The chief executive officer of the National Congress of American Indians announced his resignation during an opening speech of the organization’s annual convention Monday.

Kevin Allis, Forest County Potawatomi Community, has served in the role since June 2019. He said he accomplished what he set out to do and is leaving the organization in good hands.

There has been no announcement on who might fill the position.

The National Congress of American Indians is a nonprofit made up of Native American and Alaska Native tribal governments and citizens. Its mission is to advocate for treaty rights and the welfare of tribal citizens, and to promote a better understanding of Native peoples.

Allis’ goals at the organization included making the organization financially stable and providing a comfortable working environment. He said he’s leaving the organization with a stronger foundation and believes NCAI can be even more impactful moving forward.
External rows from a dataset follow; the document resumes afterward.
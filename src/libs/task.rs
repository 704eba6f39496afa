//! Task data model.
//!
//! A [`Task`] is either a main task or a subtask. The distinction is carried
//! by [`TaskKind`], so a record can never hold a priority and a parent at the
//! same time. Serialized documents use the camelCase field names of the
//! `todos` collection (`createdTime`, `parentId`).

use chrono::{DateTime, Utc};
use serde::{Deserialize, Serialize};
use std::fmt;
use std::str::FromStr;

/// Name of the document collection holding all tasks.
pub const COLLECTION: &str = "todos";

#[derive(Debug, Clone, Copy, PartialEq, Eq, Default, Serialize, Deserialize)]
#[serde(rename_all = "lowercase")]
pub enum Priority {
    #[default]
    None,
    Low,
    Medium,
    High,
}

impl Priority {
    pub fn as_str(&self) -> &'static str {
        match self {
            Priority::None => "none",
            Priority::Low => "low",
            Priority::Medium => "medium",
            Priority::High => "high",
        }
    }
}

impl fmt::Display for Priority {
    fn fmt(&self, f: &mut fmt::Formatter<'_>) -> fmt::Result {
        f.write_str(self.as_str())
    }
}

impl FromStr for Priority {
    type Err = String;

    fn from_str(s: &str) -> Result<Self, Self::Err> {
        match s {
            "none" => Ok(Priority::None),
            "low" => Ok(Priority::Low),
            "medium" => Ok(Priority::Medium),
            "high" => Ok(Priority::High),
            other => Err(format!("unknown priority '{}'", other)),
        }
    }
}

/// Main task or subtask specific fields.
#[derive(Debug, Clone, PartialEq, Eq, Serialize)]
#[serde(untagged)]
pub enum TaskKind {
    Main {
        priority: Priority,
    },
    Subtask {
        #[serde(rename = "parentId")]
        parent_id: String,
        order: u32,
    },
}

#[derive(Debug, Clone, PartialEq, Serialize, Deserialize)]
#[serde(rename_all = "camelCase", try_from = "TaskRecord")]
pub struct Task {
    pub id: String,
    pub title: String,
    pub completed: bool,
    pub owner: String,
    pub created_time: DateTime<Utc>,
    #[serde(flatten)]
    pub kind: TaskKind,
}

/// Flat document shape, checked before it becomes a [`Task`].
#[derive(Deserialize)]
#[serde(rename_all = "camelCase")]
struct TaskRecord {
    id: String,
    title: String,
    #[serde(default)]
    completed: bool,
    owner: String,
    created_time: DateTime<Utc>,
    priority: Option<Priority>,
    parent_id: Option<String>,
    order: Option<u32>,
}

impl TryFrom<TaskRecord> for Task {
    type Error = String;

    fn try_from(record: TaskRecord) -> Result<Self, Self::Error> {
        let kind = match (record.priority, record.parent_id, record.order) {
            (Some(priority), None, None) => TaskKind::Main { priority },
            (None, Some(parent_id), Some(order)) => TaskKind::Subtask { parent_id, order },
            _ => {
                return Err(format!(
                    "task {}: either priority, or parentId with order, must be set",
                    record.id
                ))
            }
        };
        Ok(Task {
            id: record.id,
            title: record.title,
            completed: record.completed,
            owner: record.owner,
            created_time: record.created_time,
            kind,
        })
    }
}

impl Task {
    pub fn is_main(&self) -> bool {
        matches!(self.kind, TaskKind::Main { .. })
    }

    pub fn priority(&self) -> Option<Priority> {
        match self.kind {
            TaskKind::Main { priority } => Some(priority),
            TaskKind::Subtask { .. } => None,
        }
    }

    pub fn parent_id(&self) -> Option<&str> {
        match &self.kind {
            TaskKind::Subtask { parent_id, .. } => Some(parent_id),
            TaskKind::Main { .. } => None,
        }
    }

    pub fn order(&self) -> Option<u32> {
        match self.kind {
            TaskKind::Subtask { order, .. } => Some(order),
            TaskKind::Main { .. } => None,
        }
    }
}

/// A main task together with its subtasks, ordered by `order` ascending.
#[derive(Debug, Clone, PartialEq, Serialize, Deserialize)]
pub struct TaskWithSubtasks {
    pub maintask: Task,
    pub subtasks: Vec<Task>,
}

impl TaskWithSubtasks {
    pub fn new(maintask: Task, mut subtasks: Vec<Task>) -> Self {
        subtasks.sort_by_key(|t| t.order().unwrap_or(u32::MAX));
        Self { maintask, subtasks }
    }

    /// Every task of the group, main task first.
    pub fn all_tasks(&self) -> impl Iterator<Item = &Task> {
        std::iter::once(&self.maintask).chain(self.subtasks.iter())
    }
}

/// An unsaved task: generated and previewed, not yet written to the store.
///
/// Identifier, owner, timestamp, parent and order are assigned on save.
#[derive(Debug, Clone, PartialEq, Serialize, Deserialize)]
pub struct Draft {
    pub title: String,
    pub completed: bool,
    #[serde(default, skip_serializing_if = "Option::is_none")]
    pub priority: Option<Priority>,
}

impl Draft {
    pub fn maintask(title: impl Into<String>) -> Self {
        Self {
            title: title.into(),
            completed: false,
            priority: Some(Priority::None),
        }
    }

    pub fn subtask(title: impl Into<String>) -> Self {
        Self {
            title: title.into(),
            completed: false,
            priority: None,
        }
    }
}

/// The preview of a generated main task and its ordered subtasks.
#[derive(Debug, Clone, PartialEq, Serialize, Deserialize)]
pub struct DraftPlan {
    pub maintask: Draft,
    pub subtasks: Vec<Draft>,
}
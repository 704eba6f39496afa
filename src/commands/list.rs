use super::go;
use crate::libs::backend;
use crate::libs::config::Config;
use crate::libs::messages::Message;
use crate::libs::view::View;
use crate::msg_info;
use anyhow::Result;
use clap::Args;

#[derive(Debug, Args)]
pub struct ListArgs {
    /// Print tasks as JSON
    #[arg(long)]
    json: bool,

    /// Do not generate a first plan when there are no tasks
    #[arg(long)]
    no_generate: bool,
}

pub async fn cmd(args: ListArgs) -> Result<()> {
    let mut planner = backend::planner(&Config::read()?).await?;

    if args.json || args.no_generate {
        planner.refresh().await?;
    } else {
        planner.load().await?;
        go::review(&mut planner, false).await?;
    }

    if args.json {
        return View::json(planner.tasks());
    }
    if planner.tasks().is_empty() {
        msg_info!(Message::TasksNotFound);
        return Ok(());
    }
    View::tasks(planner.tasks())
}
"Now we're at a point that we can launch and move forward into an even higher stratosphere and be even more valuable in a way that our founders envisioned 77 years ago this month in Denver," he said. "I say that because my work is done; we have made it to where we need to go. And now it's time to pass the torch to a new executive officer that will take what we've built in the last 18 months and take it even further."


Allis did not give a specific reason for his departure but noted it was an honor to work with the organization’s staff, executive committee and tribal leaders around the country.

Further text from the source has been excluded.